Hajimete no
- Author: Rio Shimamoto; Mizuki Tsujimura; Miyuki Miyabe; Eto Mori;
- Original title: はじめての
- Language: Japanese
- Genre: Short story collection
- Publisher: Suirinsha
- Publication date: February 16, 2022
- Publication place: Japan
- Media type: Tankōbon hardcover
- Pages: 224
- ISBN: 978-4-16-401004-4
- Website: yoasobi-music.jp/hajimeteno

= Hajimete no =

Book by Rio Shimamoto, Mizuki Tsujimura, Miyuki Miyabe and Eto Mori

Hajimete no (はじめての) is a book collected short stories by Japanese novelists Rio Shimamoto, Mizuki Tsujimura, Miyuki Miyabe, and Eto Mori under the theme of "a story to read when you do [something] for the first time" in collaboration with Japanese duo Yoasobi to perform songs based on the stories.

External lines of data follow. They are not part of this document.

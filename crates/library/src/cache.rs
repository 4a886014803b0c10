use std::collections::{HashMap, HashSet};
use std::hash::Hash;

use serde::{Deserialize, Serialize};

use common::{AlbumId, Song, SongId};

#[derive(Debug)]
pub enum CacheError {
    InvalidRecord(&'static str),
}

impl std::fmt::Display for CacheError {
    fn fmt(&self, f: &mut std::fmt::Formatter<'_>) -> std::fmt::Result {
        match self {
            CacheError::InvalidRecord(reason) => write!(f, "invalid record: {}", reason),
        }
    }
}

impl std::error::Error for CacheError {}

#[derive(Clone, Debug, Serialize, Deserialize)]
pub struct CacheStats {
    pub songs: usize,
    pub albums: usize,
    pub artists: usize,
}

#[derive(Debug, Default)]
struct AlbumEntry {
    songs: HashSet<SongId>,
    by_artist: HashMap<String, HashSet<SongId>>,
    // live songs per display name; lets by-name retraction stay exact when
    // songs sharing an album id disagree on the album name
    name_counts: HashMap<String, usize>,
}

/// In-memory index over the current song set. Keyed by canonical path;
/// derived album and artist indices are kept in lockstep by `add_song` and
/// `remove_song`. Not synchronized itself; `Discography` owns the locking.
#[derive(Debug, Default)]
pub struct MemCache {
    songs_by_path: HashMap<String, Song>,
    albums_by_name: HashMap<String, HashSet<AlbumId>>,
    albums: HashMap<AlbumId, AlbumEntry>,
    songs_by_artist: HashMap<String, HashSet<SongId>>,
}

impl MemCache {
    pub fn new() -> Self {
        Self::default()
    }

    /// Inserts `song`, replacing any record previously stored at the same
    /// path. The prior record's entries are fully retracted before the new
    /// ones are written, so a re-tagged file never leaves stale album or
    /// artist memberships behind. Returns the replaced record, if any.
    pub fn add_song(&mut self, song: Song) -> Result<Option<Song>, CacheError> {
        if song.path.trim().is_empty() {
            return Err(CacheError::InvalidRecord("empty path"));
        }
        let replaced = self.remove_song(&song.path);

        self.albums_by_name
            .entry(song.album_name.clone())
            .or_default()
            .insert(song.album_id);

        // album membership is unconditional: a song with no artists still
        // surfaces through its album name and id
        let entry = self.albums.entry(song.album_id).or_default();
        entry.songs.insert(song.id);
        *entry.name_counts.entry(song.album_name.clone()).or_insert(0) += 1;
        for artist in &song.artist_names {
            entry
                .by_artist
                .entry(artist.clone())
                .or_default()
                .insert(song.id);
            self.songs_by_artist
                .entry(artist.clone())
                .or_default()
                .insert(song.id);
        }

        self.songs_by_path.insert(song.path.clone(), song);
        Ok(replaced)
    }

    /// Retracts the record at `path` from every index. No-op when the path
    /// is unknown. Empty album entries, name sets, and artist sets are
    /// deleted rather than left behind.
    pub fn remove_song(&mut self, path: &str) -> Option<Song> {
        let song = self.songs_by_path.remove(path)?;

        let mut drop_album = false;
        let mut drop_name = false;
        if let Some(entry) = self.albums.get_mut(&song.album_id) {
            entry.songs.remove(&song.id);
            for artist in &song.artist_names {
                retract(&mut entry.by_artist, artist, &song.id);
            }
            let name_emptied = match entry.name_counts.get_mut(&song.album_name) {
                Some(count) => {
                    *count -= 1;
                    *count == 0
                }
                None => false,
            };
            if name_emptied {
                entry.name_counts.remove(&song.album_name);
                drop_name = true;
            }
            drop_album = entry.songs.is_empty();
        }
        if drop_name {
            retract(&mut self.albums_by_name, &song.album_name, &song.album_id);
        }
        if drop_album {
            self.albums.remove(&song.album_id);
        }
        for artist in &song.artist_names {
            retract(&mut self.songs_by_artist, artist, &song.id);
        }

        Some(song)
    }

    /// `None` is the defined empty result; callers cannot distinguish
    /// "never scanned" from "known absent".
    pub fn get_song_by_path(&self, path: &str) -> Option<&Song> {
        self.songs_by_path.get(path)
    }

    pub fn album_ids_by_name(&self, name: &str) -> HashSet<AlbumId> {
        self.albums_by_name.get(name).cloned().unwrap_or_default()
    }

    pub fn songs_by_album(&self, album_id: AlbumId) -> HashSet<SongId> {
        self.albums
            .get(&album_id)
            .map(|entry| entry.songs.clone())
            .unwrap_or_default()
    }

    /// Secondary, non-exclusive grouping of an album's songs by
    /// contributing artist. Songs without artists appear in
    /// `songs_by_album` but in no artist bucket.
    pub fn album_songs_by_artist(&self, album_id: AlbumId) -> HashMap<String, HashSet<SongId>> {
        self.albums
            .get(&album_id)
            .map(|entry| entry.by_artist.clone())
            .unwrap_or_default()
    }

    pub fn songs_by_artist(&self, artist: &str) -> HashSet<SongId> {
        self.songs_by_artist.get(artist).cloned().unwrap_or_default()
    }

    pub fn songs(&self) -> impl Iterator<Item = &Song> {
        self.songs_by_path.values()
    }

    pub fn len(&self) -> usize {
        self.songs_by_path.len()
    }

    pub fn is_empty(&self) -> bool {
        self.songs_by_path.is_empty()
    }

    pub fn clear(&mut self) {
        self.songs_by_path.clear();
        self.albums_by_name.clear();
        self.albums.clear();
        self.songs_by_artist.clear();
    }

    pub fn stats(&self) -> CacheStats {
        CacheStats {
            songs: self.songs_by_path.len(),
            albums: self.albums.len(),
            artists: self.songs_by_artist.len(),
        }
    }

    /// Full cross-index consistency verification. A failure here is a
    /// defect in the mutation procedure, not bad input; the walk is linear
    /// in the cache size and meant for tests and diagnostics.
    pub fn self_check(&self) -> Result<(), String> {
        let songs_by_id: HashMap<SongId, &Song> =
            self.songs_by_path.values().map(|song| (song.id, song)).collect();

        for (name, album_ids) in &self.albums_by_name {
            if album_ids.is_empty() {
                return Err(format!("empty id set kept for album name {:?}", name));
            }
            for album_id in album_ids {
                let entry = self
                    .albums
                    .get(album_id)
                    .ok_or_else(|| format!("album {} named {:?} has no song entry", album_id, name))?;
                if entry.songs.is_empty() {
                    return Err(format!("album {} is empty but still indexed", album_id));
                }
                if !entry.name_counts.contains_key(name) {
                    return Err(format!(
                        "album {} indexed under {:?} without a live song of that name",
                        album_id, name
                    ));
                }
            }
        }

        for (album_id, entry) in &self.albums {
            if entry.songs.is_empty() {
                return Err(format!("album {} kept with no songs", album_id));
            }
            let name_total: usize = entry.name_counts.values().sum();
            if name_total != entry.songs.len() {
                return Err(format!(
                    "album {} name counts ({}) disagree with song count ({})",
                    album_id,
                    name_total,
                    entry.songs.len()
                ));
            }
            for (name, count) in &entry.name_counts {
                if *count == 0 {
                    return Err(format!("album {} holds a zero count for {:?}", album_id, name));
                }
                if !self
                    .albums_by_name
                    .get(name)
                    .map(|ids| ids.contains(album_id))
                    .unwrap_or(false)
                {
                    return Err(format!("album {} missing from name index {:?}", album_id, name));
                }
            }
            for song_id in &entry.songs {
                let song = songs_by_id
                    .get(song_id)
                    .ok_or_else(|| format!("album {} lists unknown song {}", album_id, song_id))?;
                if song.album_id != *album_id {
                    return Err(format!(
                        "song {} filed under album {} but records album {}",
                        song_id, album_id, song.album_id
                    ));
                }
            }
            for (artist, song_ids) in &entry.by_artist {
                if song_ids.is_empty() {
                    return Err(format!("album {} keeps empty artist bucket {:?}", album_id, artist));
                }
                if !song_ids.is_subset(&entry.songs) {
                    return Err(format!(
                        "album {} artist bucket {:?} references foreign songs",
                        album_id, artist
                    ));
                }
            }
        }

        for (artist, song_ids) in &self.songs_by_artist {
            if song_ids.is_empty() {
                return Err(format!("empty song set kept for artist {:?}", artist));
            }
            for song_id in song_ids {
                let song = songs_by_id
                    .get(song_id)
                    .ok_or_else(|| format!("artist {:?} lists unknown song {}", artist, song_id))?;
                if !song.artist_names.iter().any(|name| name == artist) {
                    return Err(format!(
                        "song {} indexed under artist {:?} it does not credit",
                        song_id, artist
                    ));
                }
            }
        }

        for song in self.songs_by_path.values() {
            if !self
                .albums
                .get(&song.album_id)
                .map(|entry| entry.songs.contains(&song.id))
                .unwrap_or(false)
            {
                return Err(format!("song {} missing from album {}", song.id, song.album_id));
            }
            if !self
                .albums_by_name
                .get(&song.album_name)
                .map(|ids| ids.contains(&song.album_id))
                .unwrap_or(false)
            {
                return Err(format!(
                    "album {} missing under name {:?}",
                    song.album_id, song.album_name
                ));
            }
            for artist in &song.artist_names {
                if !self
                    .songs_by_artist
                    .get(artist)
                    .map(|ids| ids.contains(&song.id))
                    .unwrap_or(false)
                {
                    return Err(format!("song {} missing from artist index {:?}", song.id, artist));
                }
            }
        }

        Ok(())
    }
}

The collection comprises Shimamoto's Watashi Dake no Shoyūsha, Tsujimura's Yūrei, Miyabe's Iro Chigai no Trump, and Mori's Hikari no Tane, resulting the songs "Mr.", "Umi no Manimani", "Seventeen", and "Suki da", respectively. All songs were included on the EP titled Hajimete no – EP, released in May 2023. Upon its publication, Hajimete no received positive reviews and sold 13,000 copies in its first week, according to Oricon.

==History==

On December 1, 2021, the same day as the EP The Book 2 release, Yoasobi announced a collaboration with novelists Rio Shimamoto, Mizuki Tsujimura, Miyuki Miyabe, and Eto Mori, who all won Naoki Prize, to write short stories for the book titled Hajimete no. The theme of "a story to read when you do [something] for the first time", the short stories consists of Shimamoto's Watashi Dake no Shoyūsha, Tsujimura's Yūrei, Miyabe's Iro Chigai no Trump, and Mori's Hikari no Tane. Yoasobi would be in charge of producing and performing songs based on all short stories.

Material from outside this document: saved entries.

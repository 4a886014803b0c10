use std::collections::{BTreeMap, HashSet};
use std::path::Path;

use axum::{
    extract::{Path as AxumPath, Query, State},
    http::StatusCode,
    routing::{get, post},
    Json, Router,
};

use crate::scan::apply_music_root_update;
use crate::state::{
    AppState, HealthResponse, JsonResult, ListResponse, NameQuery, PathQuery, ScanState,
    StatusResponse,
};
use crate::utils::json_error;
use common::{canonical_path_string, Song};
use library::files::{list_subdirectories, storage_roots};

pub fn api_router(state: AppState) -> Router {
    Router::new()
        .route("/health", get(health))
        .route("/library/status", get(library_status))
        .route("/library/songs/by-path", get(song_by_path))
        .route("/library/albums/by-name", get(albums_by_name))
        .route("/library/albums/:album_id/songs", get(album_songs))
        .route(
            "/library/albums/:album_id/songs/by-artist",
            get(album_songs_by_artist),
        )
        .route("/library/artists/:name/songs", get(artist_songs))
        .route("/library/rescan", post(rescan_now))
        .route("/fs/roots", get(fs_roots))
        .route("/fs/subdirs", get(fs_subdirs))
        .with_state(state)
}

async fn health() -> Json<HealthResponse> {
    Json(HealthResponse { status: "ok" })
}

async fn library_status(State(state): State<AppState>) -> Json<StatusResponse> {
    let scan_state = state.scan_state.read().clone();
    let response = match scan_state {
        ScanState::Unconfigured => StatusResponse {
            status: "unconfigured".to_string(),
            message: Some("No music directory configured.".to_string()),
            songs: None,
            albums: None,
            artists: None,
        },
        ScanState::Missing(path) => StatusResponse {
            status: "missing".to_string(),
            message: Some(format!("Music directory not found: {}", path.display())),
            songs: None,
            albums: None,
            artists: None,
        },
        ScanState::Scanning { started } => StatusResponse {
            status: "scanning".to_string(),
            message: started
                .elapsed()
                .ok()
                .map(|elapsed| format!("Scanning for {}s.", elapsed.as_secs())),
            songs: None,
            albums: None,
            artists: None,
        },
        ScanState::Ready(stats) => StatusResponse {
            status: "ready".to_string(),
            message: None,
            songs: Some(stats.songs),
            albums: Some(stats.albums),
            artists: Some(stats.artists),
        },
        ScanState::Error(message) => StatusResponse {
            status: "error".to_string(),
            message: Some(message),
            songs: None,
            albums: None,
            artists: None,
        },
    };
    Json(response)
}

async fn song_by_path(
    State(state): State<AppState>,
    Query(query): Query<PathQuery>,
) -> JsonResult<Song> {
    let path = canonical_path_string(Path::new(&query.path));
    match state.discog.get_song_by_path(&path) {
        Some(song) => Ok(Json(song)),
        None => Err(json_error(StatusCode::NOT_FOUND, "song not found")),
    }
}

async fn albums_by_name(
    State(state): State<AppState>,
    Query(query): Query<NameQuery>,
) -> Json<ListResponse<u64>> {
    Json(id_list(state.discog.album_ids_by_name(&query.name)))
}

async fn album_songs(
    State(state): State<AppState>,
    AxumPath(album_id): AxumPath<u64>,
) -> Json<ListResponse<u64>> {
    Json(id_list(state.discog.songs_by_album(album_id)))
}

async fn album_songs_by_artist(
    State(state): State<AppState>,
    AxumPath(album_id): AxumPath<u64>,
) -> Json<BTreeMap<String, Vec<u64>>> {
    let grouped = state
        .discog
        .album_songs_by_artist(album_id)
        .into_iter()
        .map(|(artist, ids)| {
            let mut ids: Vec<u64> = ids.into_iter().collect();
            ids.sort_unstable();
            (artist, ids)
        })
        .collect();
    Json(grouped)
}

async fn artist_songs(
    State(state): State<AppState>,
    AxumPath(name): AxumPath<String>,
) -> Json<ListResponse<u64>> {
    Json(id_list(state.discog.songs_by_artist(&name)))
}

async fn rescan_now(State(state): State<AppState>) -> JsonResult<StatusResponse> {
    let music_root = state.config.read().music_root.clone();
    if music_root.trim().is_empty() {
        return Err(json_error(
            StatusCode::CONFLICT,
            "no music directory configured",
        ));
    }
    let message = apply_music_root_update(state, &music_root);
    Ok(Json(StatusResponse {
        status: "scanning".to_string(),
        message: Some(message),
        songs: None,
        albums: None,
        artists: None,
    }))
}

async fn fs_roots() -> Json<ListResponse<String>> {
    let items: Vec<String> = storage_roots()
        .into_iter()
        .map(|path| path.display().to_string())
        .collect();
    let total = items.len();
    Json(ListResponse { items, total })
}

async fn fs_subdirs(Query(query): Query<PathQuery>) -> JsonResult<ListResponse<String>> {
    match list_subdirectories(Path::new(&query.path)) {
        Ok(dirs) => {
            let items: Vec<String> = dirs.into_iter().map(|dir| dir.display().to_string()).collect();
            let total = items.len();
            Ok(Json(ListResponse { items, total }))
        }
        Err(err) => Err(json_error(
            StatusCode::NOT_FOUND,
            format!("cannot list {}: {}", query.path, err),
        )),
    }
}

fn id_list(ids: HashSet<u64>) -> ListResponse<u64> {
    let mut items: Vec<u64> = ids.into_iter().collect();
    items.sort_unstable();
    let total = items.len();
    ListResponse { items, total }
}
use std::path::PathBuf;
use std::time::Duration;

use notify::{Config as NotifyConfig, Event, EventKind, RecommendedWatcher, RecursiveMode, Watcher};
use tokio::sync::mpsc::UnboundedReceiver;
use tracing::{info, warn};

use crate::scan::run_rescan;
use crate::state::{AppState, ScanState};

pub fn configure_watcher(state: &AppState, root: PathBuf) {
    let config = state.config.read().clone();
    if !config.watch_music {
        info!("watcher disabled (watch_music=false)");
        *state.watcher.write() = None;
        return;
    }

    let watch_debounce_secs = if config.watch_debounce_secs == 0 {
        2
    } else {
        config.watch_debounce_secs
    };
    let watch_debounce = Duration::from_secs(watch_debounce_secs);

    match setup_watcher(state.clone(), root.clone(), watch_debounce) {
        Ok(watcher) => {
            info!(
                "watching {} for changes (debounce {}s)",
                root.display(),
                watch_debounce.as_secs()
            );
            *state.watcher.write() = Some(watcher);
        }
        Err(err) => {
            warn!("failed to start watcher: {}", err);
            *state.watcher.write() = None;
        }
    }
}

fn setup_watcher(
    state: AppState,
    root: PathBuf,
    debounce: Duration,
) -> Result<RecommendedWatcher, Box<dyn std::error::Error>> {
    let (tx, rx) = tokio::sync::mpsc::unbounded_channel::<Event>();
    let mut watcher = RecommendedWatcher::new(
        move |res| {
            if let Ok(event) = res {
                let _ = tx.send(event);
            }
        },
        NotifyConfig::default(),
    )?;

    watcher.watch(&root, RecursiveMode::Recursive)?;

    tokio::spawn(async move {
        watch_loop(state, root, rx, debounce).await;
    });

    Ok(watcher)
}

async fn watch_loop(
    state: AppState,
    root: PathBuf,
    mut rx: UnboundedReceiver<Event>,
    debounce: Duration,
) {
    loop {
        let event = match rx.recv().await {
            Some(event) => event,
            None => break,
        };
        if !is_relevant_event(&event) {
            continue;
        }

        loop {
            tokio::select! {
                _ = tokio::time::sleep(debounce) => {
                    match run_rescan(&state, root.clone()).await {
                        Ok(summary) => {
                            let stats = state.discog.stats();
                            info!(
                                "auto-rescan complete: {} added, {} replaced, {} removed",
                                summary.added, summary.replaced, summary.removed
                            );
                            *state.scan_state.write() = ScanState::Ready(stats);
                        }
                        Err(message) => warn!("auto-rescan failed: {}", message),
                    }
                    break;
                }
                maybe_event = rx.recv() => {
                    if let Some(event) = maybe_event {
                        if !is_relevant_event(&event) {
                            continue;
                        }
                    } else {
                        return;
                    }
                }
            }
        }
    }
}

fn is_relevant_event(event: &Event) -> bool {
    matches!(
        event.kind,
        EventKind::Create(_) | EventKind::Modify(_) | EventKind::Remove(_)
    )
}
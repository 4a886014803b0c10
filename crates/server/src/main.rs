mod api;
mod config;
mod scan;
mod state;
mod utils;
mod watch;

use std::sync::Arc;

use api::api_router;
use config::{config_path_from_env, load_or_create_config, resolve_music_root};
use library::Discography;
use parking_lot::RwLock;
use scan::{set_library_missing, start_scan};
use state::{AppState, ScanState};
use tower_http::request_id::{MakeRequestUuid, SetRequestIdLayer};
use tower_http::trace::TraceLayer;
use tracing::{info, warn};

#[tokio::main]
async fn main() -> Result<(), Box<dyn std::error::Error>> {
    let filter = tracing_subscriber::EnvFilter::try_from_default_env()
        .unwrap_or_else(|_| "info".into());
    tracing_subscriber::fmt().with_env_filter(filter).init();

    let config_path = config_path_from_env();
    let (config, created) = load_or_create_config(&config_path)?;
    if created {
        info!("Created default config at {:?}", config_path);
    } else {
        info!("Loaded config from {:?}", config_path);
    }

    let port = if config.port == 0 { 3000 } else { config.port };
    let bind_addr = format!("0.0.0.0:{}", port);

    let state = AppState {
        discog: Discography::new(),
        config_path: config_path.clone(),
        config: Arc::new(RwLock::new(config.clone())),
        scan_state: Arc::new(RwLock::new(ScanState::Unconfigured)),
        watcher: Arc::new(RwLock::new(None)),
    };

    match resolve_music_root(&config_path, &config.music_root) {
        Some(music_root) if music_root.exists() => {
            start_scan(state.clone(), music_root);
        }
        Some(music_root) => {
            warn!("Music directory not found: {}", music_root.display());
            set_library_missing(&state, music_root);
        }
        None => {
            info!("Music directory not configured yet; set music_root in the config.");
        }
    }

    let app = api_router(state.clone())
        .layer(SetRequestIdLayer::x_request_id(MakeRequestUuid))
        .layer(TraceLayer::new_for_http());

    let listener = tokio::net::TcpListener::bind(&bind_addr).await?;
    info!("Listening on {}", bind_addr);
    axum::serve(listener, app)
        .with_graceful_shutdown(shutdown_signal())
        .await?;

    state.discog.shutdown();
    Ok(())
}

async fn shutdown_signal() {
    #[cfg(unix)]
    {
        use tokio::signal::unix::{signal, SignalKind};
        let mut term = match signal(SignalKind::terminate()) {
            Ok(signal) => signal,
            Err(err) => {
                warn!("Failed to install terminate signal handler: {}", err);
                return;
            }
        };
        tokio::select! {
            _ = tokio::signal::ctrl_c() => {},
            _ = term.recv() => {},
        }
    }

    #[cfg(not(unix))]
    {
        if let Err(err) = tokio::signal::ctrl_c().await {
            warn!("Failed to listen for ctrl-c: {}", err);
        }
    }

    info!("Shutdown signal received.");
}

Surinsha first published Hajimete no on February 16, 2022, alongside the release the first song based on Shimamoto's short story "Mr.". The Taiwanese edition was published by Crown Publishing on July 10, 2023. Two more songs were released in 2022: "Suki da", sourced from Mori's story, on May 30; and "Umi no Manimani", based on Tsujimura's story, on November 18. The last song "Seventeen" came on March 27, 2023. All songs are featured on the book's companion EP Hajimete no – EP, released on May 10, 2023.

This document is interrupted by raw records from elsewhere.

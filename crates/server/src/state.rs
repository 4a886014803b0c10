use std::path::PathBuf;
use std::sync::Arc;
use std::time::SystemTime;

use axum::http::StatusCode;
use axum::Json;
use notify::RecommendedWatcher;
use parking_lot::RwLock;
use serde::{Deserialize, Serialize};

use crate::config::ServerConfig;
use library::{CacheStats, Discography};

#[derive(Clone)]
pub struct AppState {
    pub discog: Discography,
    pub config_path: PathBuf,
    pub config: Arc<RwLock<ServerConfig>>,
    pub scan_state: Arc<RwLock<ScanState>>,
    pub watcher: Arc<RwLock<Option<RecommendedWatcher>>>,
}

#[derive(Clone, Debug)]
pub enum ScanState {
    Unconfigured,
    Missing(PathBuf),
    Scanning { started: SystemTime },
    Ready(CacheStats),
    Error(String),
}

#[derive(Serialize)]
pub struct ErrorResponse {
    pub error: String,
}

#[derive(Serialize)]
pub struct HealthResponse {
    pub status: &'static str,
}

#[derive(Serialize)]
pub struct StatusResponse {
    pub status: String,
    pub message: Option<String>,
    pub songs: Option<usize>,
    pub albums: Option<usize>,
    pub artists: Option<usize>,
}

#[derive(Serialize)]
pub struct ListResponse<T> {
    pub items: Vec<T>,
    pub total: usize,
}

#[derive(Debug, Deserialize)]
pub struct PathQuery {
    pub path: String,
}

#[derive(Debug, Deserialize)]
pub struct NameQuery {
    pub name: String,
}

pub type JsonResult<T> = Result<Json<T>, (StatusCode, Json<ErrorResponse>)>;
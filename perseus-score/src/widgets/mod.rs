//! Built-in widget types.
//!
//! Each module holds one widget's rubric and input types, its pure scoring
//! and validation functions, and the [`WidgetLogic`] that exposes them to the
//! registry.

pub mod dropdown;
pub mod free_response;
pub mod graded_group;
pub mod group;
pub mod input_number;
pub mod interactive_graph;
pub mod numeric_input;
pub mod orderer;
pub mod radio;
pub mod sorter;

use std::sync::Arc;

use crate::registry::WidgetLogic;

pub use dropdown::DropdownWidget;
pub use free_response::FreeResponseWidget;
pub use graded_group::GradedGroupWidget;
pub use group::GroupWidget;
pub use input_number::InputNumberWidget;
pub use interactive_graph::InteractiveGraphWidget;
pub use numeric_input::NumericInputWidget;
pub use orderer::OrdererWidget;
pub use radio::RadioWidget;
pub use sorter::SorterWidget;

/// Every built-in widget, in registration order.
pub fn builtin_widgets() -> Vec<Arc<dyn WidgetLogic>> {
    vec![
        Arc::new(RadioWidget),
        Arc::new(DropdownWidget),
        Arc::new(NumericInputWidget),
        Arc::new(InputNumberWidget),
        Arc::new(SorterWidget),
        Arc::new(OrdererWidget),
        Arc::new(InteractiveGraphWidget),
        Arc::new(GroupWidget),
        Arc::new(GradedGroupWidget),
        Arc::new(FreeResponseWidget),
    ]
}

100 promotional videos for the book, voiced texts from all four stories by Ikura and other 99 voice actors, were used as a commercial airing during the 2022 World Figure Skating Championships broadcast via Fuji TV, as well as the duo's social media. Yoasobi, sometimes alongside the writers, promoted Hajimete no by giving interviews in various media, such as magazines Da Vinci and Aera, newspaper The Yomiuri Shimbun, radio show Takahiro Inoue Doyōbi no "A", and television shows Mezamashi TV and Tetsuko's Room, etc.

==Contents==

| Title | Writer | Song | Plot |
|---|---|---|---|
| Watashi Dake no Shoyūsha (私だけの所有者; "My only owner") | Rio Shimamoto | "Mr." | A story when you first fall in love: What happening between "Boku" and their owner? "Boku" was protected by a facility in a certain country, and started writing letters to their "Sensei", Mr. Naruse. |
| Yūrei (ユーレイ; "Ghost") | Mizuki Tsujimura | "Umi no Manimani" | A story when you first run away from home: After running away from home, I got off at a seaside train station, and suddenly, a mysterious girl, who holds a bouquet, called out to me in the beach at night. |
| Iro Chigai no Trump (色違いのトランプ; "Color-different playing cards") | Miyuki Miyabe | "Seventeen" | A story when you first become a suspect: Natsuho, Sōichi's beloved daughter, was arrested on suspicion of being involved in a terrorist attack that occurred in a parallel world. To save Natsuho, Sōichi goes alone to another "mirror world". |
| Hikari no Tane (ヒカリノタネ; "Seeds of light") | Eto Mori | "Suki da" | A story when you first confess: Yuma, a high school girl who is irresistibly fond of her childhood friend Shiita, tries to erase her past confessions to secure her fourth confession. |

==Reception==

Tomonori Shiba from Real Sound praised Hajimete no for the excitement conveyed by the work, the fun of the troupes, and the tricks. He also was sure that "many young readers will consider this work their 'first book,' " because of "a wide frontage that even teens can easily get into." Writing for Good Life with Books, Moe Oshikiri reviewed that the book, "even with the same theme, the worlds depicted are varied," and "span a wide range of genres, from science fiction to fantasy, mystery, and teen drama." Commercially, Hajimete no debuted at number eight on the Oricon weekly Books Chart dated February 28, 2022, selling 13,379 copies in its first week.

==Adaptation and sequel==

Room NB Co. Ltd adapted Hajimete no into a readers theater, performed at Yomiuri Ōtemachi Hall between January 7 and 9, 2023, and at Theater 1010 from January 6 to 8, 2024. Starting in 2022, Yoasobi, four authors, Suirinsha, and creative writing social media Monogatary.com carried out the sequel project Hajimete no Bungei-bu to discover new novelists. Kozumu Ayane's Kono Roku de mo Nai Yatsu Shika Inai Sekai de, Rei Hachikawa's Restart, Naruse Hazuki's Shiawase no Katachi, and Yoa Mabyō's Senpai o Koroshitai no de Josō Suru were selected.

==Hajimete no – EP==

On March 27, 2023, following the release of "Seventeen", Yoasobi announced an EP, collected all tracks based on short stories written in Hajimete no, titled Hajimete no – EP (はじめての - EP). It was released on May 10, 2023, through Sony Music Entertainment Japan. The physical formats came in five versions: four are Mini CD with different short story and cover, and a complete edition contains 12 cm CD and Blu-ray including the duo's selected live performances from Rock in Japan Festival, and Sweet Love Shower in 2022.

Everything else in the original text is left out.